Things I didn't like:

+ Unnecessary violence. If this is a show about this dude's inner conflict, I don't need a guy getting shot in a butcher shop over lines of cocaine. The slyer sides of the violence, like the body disposal, were much more interesting.
+ The idea of the ducks was a lot better than what the ducks turned out to be. How gloriously weird he was at the beginning with them was something I was hoping would pay off in a cooler way.
+ It was hard to follow what was going on with the timeline.
+ The therapist is a bit on the nose. Hope her dialogue gets a little more subtle in the future.

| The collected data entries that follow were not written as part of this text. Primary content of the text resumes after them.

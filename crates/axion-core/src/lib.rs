//! Axion Core - Device registry, build metadata and reply composition
//!
//! This crate holds everything the bot does that is not I/O:
//! - Registry parsing (structured JSON and flat text) into one snapshot type
//! - Build manifest normalization (size and date rendering)
//! - The freshness cache shared by the remote loaders
//! - Command and control-token classification
//! - Reply composition (message text plus inline controls)

pub mod builds;
pub mod cache;
pub mod command;
pub mod compose;
pub mod format;
pub mod registry;

pub use builds::{parse_latest_build, BuildError, BuildKey, BuildRecord, Variant};
pub use cache::{FreshnessCache, DEFAULT_MAX_BUILD_ENTRIES, DEFAULT_TTL};
pub use command::{CallbackAction, Command};
pub use compose::{Button, ButtonAction, DeviceView, Flow, Keyboard, ParseMode, Reply};
pub use format::split_message;
pub use registry::{Registry, RegistryError, RegistryPayload};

Things that were super dated:

+ No way you could run over a guy and beat the poo poo out of him without 100 of those watching people pulling out their phones. He'd be on YouTube so fast.
+ Yep, you can show boobs on TV. Cool.
+ Degenerate!!

Sophia
Apr 16, 2003

The heart wants what the heart wants.

Kristofenpheiffer posted:

Season 1 premiered in '99. Youtube didn't exist until 2005. I don't think anyone had camera phones for several more years either. It's a bit unbelievable that it still wouldn't get traced back to him by the license plate or whatever, but that would just go back to Christopher, and who knows if the car was even registered to him.

Well yeah, that's why I said "dated". It was something that screamed "this show was made 15 years ago", that's all. It wasn't a criticism. Though EvilTobaccoExec is probably right that even in 1999 people wouldn't have just stood around and watched like they did. Plus a huge HMO probably has security cameras on its campus!

On the violence, I've never bought the argument that violence on its own is worthy of shock in a good show. A mediocre show shocks you with how violent something is. A great show shocks you with what the violence of something means. You could make an argument here that it was trying to contrast the light-hearted, novelty-music underscored car violence that Tony perpetrates with the cold, dark violence of the younger generation, and I wouldn't necessarily argue with that. They underscore it a few more times with taking the guy to the bridge with subtle threats, and how Tony originally tries to send the guy on a cruise - the soft touch - and then Christopher blows up his restaurant - the hard touch - but straight up shooting a guy's brains out didn't have enough emotional resonance in a first episode (for me) to make it worth it. I don't know these characters yet. I don't really care about them and their ways, so it stuck out like a sore thumb. It had the same effect for me as when there's some random sex happening in Game of Thrones, just because they want to have something on the screen that people will talk about. A great show doesn't have to do that. It is interesting all on its own.

That doesn't mean that violence can't exist in a TV show, and this show will probably have plenty of it! But I hope it gets smarter about it than that.